Saved entries:
....

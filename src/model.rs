//! Domain types shared by the resolver, classifier and orderers.

use serde::{Deserialize, Serialize};

/// Normalized address text, used as the geocoding key.
pub type Address = String;

/// Opaque parcel identifier (usually a barcode).
pub type ParcelRef = String;

/// Zone name as declared in configuration.
pub type ZoneName = String;

/// A resolved (latitude, longitude) pair.
///
/// Equality is exact. Two addresses that resolve to the same coordinate are
/// the same delivery stop. Serializes as a two-element `[lat, lng]` array.
#[derive(Debug, Clone, Copy, PartialEq, Serialize, Deserialize)]
#[serde(from = "(f64, f64)", into = "(f64, f64)")]
pub struct Coordinate {
    pub lat: f64,
    pub lng: f64,
}

impl Coordinate {
    /// Creates a coordinate from latitude and longitude in degrees.
    pub const fn new(lat: f64, lng: f64) -> Self {
        Self { lat, lng }
    }

    /// Bit-exact key for hashing. `-0.0` is folded into `0.0`.
    pub fn key(&self) -> (u64, u64) {
        ((self.lat + 0.0).to_bits(), (self.lng + 0.0).to_bits())
    }

    /// Both components are finite.
    pub fn is_finite(&self) -> bool {
        self.lat.is_finite() && self.lng.is_finite()
    }
}

impl From<(f64, f64)> for Coordinate {
    fn from((lat, lng): (f64, f64)) -> Self {
        Self { lat, lng }
    }
}

impl From<Coordinate> for (f64, f64) {
    fn from(coordinate: Coordinate) -> Self {
        (coordinate.lat, coordinate.lng)
    }
}

/// One input row handed over by the spreadsheet boundary.
#[derive(Debug, Clone, PartialEq, Serialize, Deserialize)]
pub struct DeliveryRow {
    pub parcel_ref: ParcelRef,
    pub address: String,
    #[serde(default)]
    pub filter: Option<String>,
}

impl DeliveryRow {
    pub fn new(parcel_ref: impl Into<String>, address: impl Into<String>) -> Self {
        Self {
            parcel_ref: parcel_ref.into(),
            address: address.into(),
            filter: None,
        }
    }

    pub fn with_filter(mut self, filter: impl Into<String>) -> Self {
        self.filter = Some(filter.into());
        self
    }
}

/// A unique physical stop with its aggregated parcels.
#[derive(Debug, Clone, PartialEq)]
pub struct DeliveryPoint {
    pub coordinate: Coordinate,
    /// First address seen for this coordinate.
    pub address: Address,
    parcel_refs: Vec<ParcelRef>,
    pub zone: Option<ZoneName>,
}

impl DeliveryPoint {
    /// A point with no parcels yet.
    pub fn new(coordinate: Coordinate, address: impl Into<Address>) -> Self {
        Self {
            coordinate,
            address: address.into(),
            parcel_refs: Vec::new(),
            zone: None,
        }
    }

    pub fn with_parcels<I, S>(mut self, refs: I) -> Self
    where
        I: IntoIterator<Item = S>,
        S: Into<ParcelRef>,
    {
        self.add_parcels(refs);
        self
    }

    /// Adds a parcel ref unless it is already present. Returns whether it was added.
    pub fn add_parcel(&mut self, parcel_ref: impl Into<ParcelRef>) -> bool {
        let parcel_ref = parcel_ref.into();
        if self.parcel_refs.contains(&parcel_ref) {
            return false;
        }
        self.parcel_refs.push(parcel_ref);
        true
    }

    pub fn add_parcels<I, S>(&mut self, refs: I)
    where
        I: IntoIterator<Item = S>,
        S: Into<ParcelRef>,
    {
        for parcel_ref in refs {
            self.add_parcel(parcel_ref);
        }
    }

    /// Parcel refs in insertion order.
    pub fn parcel_refs(&self) -> &[ParcelRef] {
        &self.parcel_refs
    }

    /// Parcel refs joined with commas, as written to the output.
    pub fn joined_parcel_refs(&self) -> String {
        self.parcel_refs.join(",")
    }
}

/// An address the provider could not resolve, with the parcels it carried.
#[derive(Debug, Clone, PartialEq, Serialize, Deserialize)]
pub struct UnresolvedAddress {
    pub address: Address,
    pub parcel_refs: Vec<ParcelRef>,
}

/// Ordered visiting sequence for one zone. Never contains the depot.
#[derive(Debug, Clone, PartialEq)]
pub struct OrderedRoute {
    pub zone: ZoneName,
    pub stops: Vec<DeliveryPoint>,
}

#[cfg(test)]
mod tests {
    use super::*;

    #[test]
    fn test_coordinate_serializes_as_pair() {
        let json = serde_json::to_string(&Coordinate::new(41.47855, 2.07228)).unwrap();
        assert_eq!(json, "[41.47855,2.07228]");
        let back: Coordinate = serde_json::from_str(&json).unwrap();
        assert_eq!(back, Coordinate::new(41.47855, 2.07228));
    }

    #[test]
    fn test_coordinate_key_is_exact() {
        let a = Coordinate::new(41.1, 2.1);
        let b = Coordinate::new(41.1, 2.1000000001);
        assert_ne!(a.key(), b.key());
        assert_eq!(Coordinate::new(0.0, -0.0).key(), Coordinate::new(0.0, 0.0).key());
    }

    #[test]
    fn test_parcels_keep_order_and_drop_duplicates() {
        let mut point = DeliveryPoint::new(Coordinate::new(1.0, 2.0), "A");
        assert!(point.add_parcel("p2"));
        assert!(point.add_parcel("p1"));
        assert!(!point.add_parcel("p2"));
        assert_eq!(point.parcel_refs(), &["p2".to_string(), "p1".to_string()]);
        assert_eq!(point.joined_parcel_refs(), "p2,p1");
    }

    #[test]
    fn test_row_filter_defaults_to_none() {
        let row: DeliveryRow =
            serde_json::from_str(r#"{"parcel_ref":"X1","address":"CARRER MAJOR 1"}"#).unwrap();
        assert_eq!(row, DeliveryRow::new("X1", "CARRER MAJOR 1"));
    }
}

....

WORK ORDER »
Lines containing the word "CARRER": copy every one of them from the records above.

TASK RESULT »
            serde_json::from_str(r#"{"parcel_ref":"X1","address":"CARRER MAJOR 1"}"#).unwrap();
        assert_eq!(row, DeliveryRow::new("X1", "CARRER MAJOR 1"));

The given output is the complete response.